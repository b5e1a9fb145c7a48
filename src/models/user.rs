//! Admin users, roles and authentication payloads.

use crate::core::{
    access::AccessProfile,
    reconcile::Keyed,
    schema::{CellValue, FieldDescriptor, FieldKind, TableRecord},
};
use serde::{Deserialize, Serialize};

/// A dashboard user as returned by `/api/user-admin/users` and `/api/auth/login`.
#[derive(Debug, Clone, PartialEq, Eq, Serialize, Deserialize)]
#[serde(rename_all = "camelCase")]
pub struct AdminUser {
    /// Backend id
    pub id: i64,
    /// Login name
    pub username: String,
    /// Role reference
    pub role: String,
    /// Granted component ids
    #[serde(default)]
    pub components: Vec<String>,
    /// Whether the account may log in
    #[serde(default = "default_true")]
    pub is_active: bool,
}

const fn default_true() -> bool {
    true
}

impl AdminUser {
    /// Access-relevant part of the user.
    #[must_use]
    pub fn profile(&self) -> AccessProfile {
        AccessProfile {
            role: self.role.clone(),
            components: self.components.clone(),
        }
    }
}

impl Keyed for AdminUser {
    fn key(&self) -> i64 {
        self.id
    }
}

impl TableRecord for AdminUser {
    const FIELDS: &'static [FieldDescriptor] = &[
        FieldDescriptor::required("username", "User", FieldKind::Text),
        FieldDescriptor::required("role", "Role", FieldKind::Text),
        FieldDescriptor::optional("components", "Sections", FieldKind::Text),
        FieldDescriptor::optional("isActive", "Active", FieldKind::Flag),
    ];

    fn cell(&self, key: &str) -> CellValue {
        match key {
            "username" => CellValue::Text(format!("#{} {}", self.id, self.username)),
            "role" => CellValue::Text(self.role.clone()),
            "components" if self.components.is_empty() => CellValue::Empty,
            "components" => CellValue::Text(self.components.join(", ")),
            "isActive" => CellValue::Flag(self.is_active),
            _ => CellValue::Empty,
        }
    }
}

/// Body of a role / component change.
#[derive(Debug, Clone, PartialEq, Eq, Serialize, Deserialize)]
#[serde(rename_all = "camelCase")]
pub struct UserAccessUpdate {
    /// Role reference
    pub role: String,
    /// Complete component list after the change
    pub components: Vec<String>,
}

/// Bearer access token plus the token used to renew it.
#[derive(Debug, Clone, PartialEq, Eq, Serialize, Deserialize)]
#[serde(rename_all = "camelCase")]
pub struct TokenPair {
    /// Bearer token sent with every request
    pub access_token: String,
    /// Token exchanged for a new access token on 401/403
    #[serde(default)]
    pub refresh_token: Option<String>,
}

/// Body of `POST /api/auth/login`.
#[derive(Debug, Clone, Serialize)]
pub struct LoginRequest<'a> {
    /// Login name
    pub username: &'a str,
    /// Password
    pub password: &'a str,
}

/// Response of `POST /api/auth/login`.
#[derive(Debug, Clone, PartialEq, Eq, Serialize, Deserialize)]
#[serde(rename_all = "camelCase")]
pub struct LoginResponse {
    /// Issued tokens
    #[serde(flatten)]
    pub tokens: TokenPair,
    /// The logged-in user
    pub user: AdminUser,
}

/// Body of `POST /api/auth/refresh`.
#[derive(Debug, Clone, Serialize)]
#[serde(rename_all = "camelCase")]
pub struct RefreshRequest<'a> {
    /// Current refresh token
    pub refresh_token: &'a str,
}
--------
> Exercise instructions: Please restate the whole listing word for word.

> Task output:
repository b5e1a9fb145c7a48
filename src/models/user.rs
//! Admin users, roles and authentication payloads.

use crate::core::{
    access::AccessProfile,
    reconcile::Keyed,
    schema::{CellValue, FieldDescriptor, FieldKind, TableRecord},
};
use serde::{Deserialize, Serialize};

/// A dashboard user as returned by `/api/user-admin/users` and `/api/auth/login`.
#[derive(Debug, Clone, PartialEq, Eq, Serialize, Deserialize)]
#[serde(rename_all = "camelCase")]
pub struct AdminUser {
    /// Backend id
    pub id: i64,
    /// Login name
    pub username: String,
    /// Role reference
    pub role: String,
    /// Granted component ids
    #[serde(default)]
    pub components: Vec<String>,
    /// Whether the account may log in
    #[serde(default = "default_true")]
    pub is_active: bool,
}

const fn default_true() -> bool {
    true
}

impl AdminUser {
    /// Access-relevant part of the user.
    #[must_use]
    pub fn profile(&self) -> AccessProfile {
        AccessProfile {
            role: self.role.clone(),
            components: self.components.clone(),
        }
    }
}

impl Keyed for AdminUser {
    fn key(&self) -> i64 {
        self.id
    }
}

impl TableRecord for AdminUser {
    const FIELDS: &'static [FieldDescriptor] = &[
        FieldDescriptor::required("username", "User", FieldKind::Text),
        FieldDescriptor::required("role", "Role", FieldKind::Text),
        FieldDescriptor::optional("components", "Sections", FieldKind::Text),
        FieldDescriptor::optional("isActive", "Active", FieldKind::Flag),
    ];

    fn cell(&self, key: &str) -> CellValue {
        match key {
            "username" => CellValue::Text(format!("#{} {}", self.id, self.username)),
            "role" => CellValue::Text(self.role.clone()),
            "components" if self.components.is_empty() => CellValue::Empty,
            "components" => CellValue::Text(self.components.join(", ")),
            "isActive" => CellValue::Flag(self.is_active),
            _ => CellValue::Empty,
        }
    }
}

/// Body of a role / component change.
#[derive(Debug, Clone, PartialEq, Eq, Serialize, Deserialize)]
#[serde(rename_all = "camelCase")]
pub struct UserAccessUpdate {
    /// Role reference
    pub role: String,
    /// Complete component list after the change
    pub components: Vec<String>,
}

/// Bearer access token plus the token used to renew it.
#[derive(Debug, Clone, PartialEq, Eq, Serialize, Deserialize)]
#[serde(rename_all = "camelCase")]
pub struct TokenPair {
    /// Bearer token sent with every request
    pub access_token: String,
    /// Token exchanged for a new access token on 401/403
    #[serde(default)]
    pub refresh_token: Option<String>,
}

/// Body of `POST /api/auth/login`.
#[derive(Debug, Clone, Serialize)]
pub struct LoginRequest<'a> {
    /// Login name
    pub username: &'a str,
    /// Password
    pub password: &'a str,
}

/// Response of `POST /api/auth/login`.
#[derive(Debug, Clone, PartialEq, Eq, Serialize, Deserialize)]
#[serde(rename_all = "camelCase")]
pub struct LoginResponse {
    /// Issued tokens
    #[serde(flatten)]
    pub tokens: TokenPair,
    /// The logged-in user
    pub user: AdminUser,
}

/// Body of `POST /api/auth/refresh`.
#[derive(Debug, Clone, Serialize)]
#[serde(rename_all = "camelCase")]
pub struct RefreshRequest<'a> {
    /// Current refresh token
    pub refresh_token: &'a str,
}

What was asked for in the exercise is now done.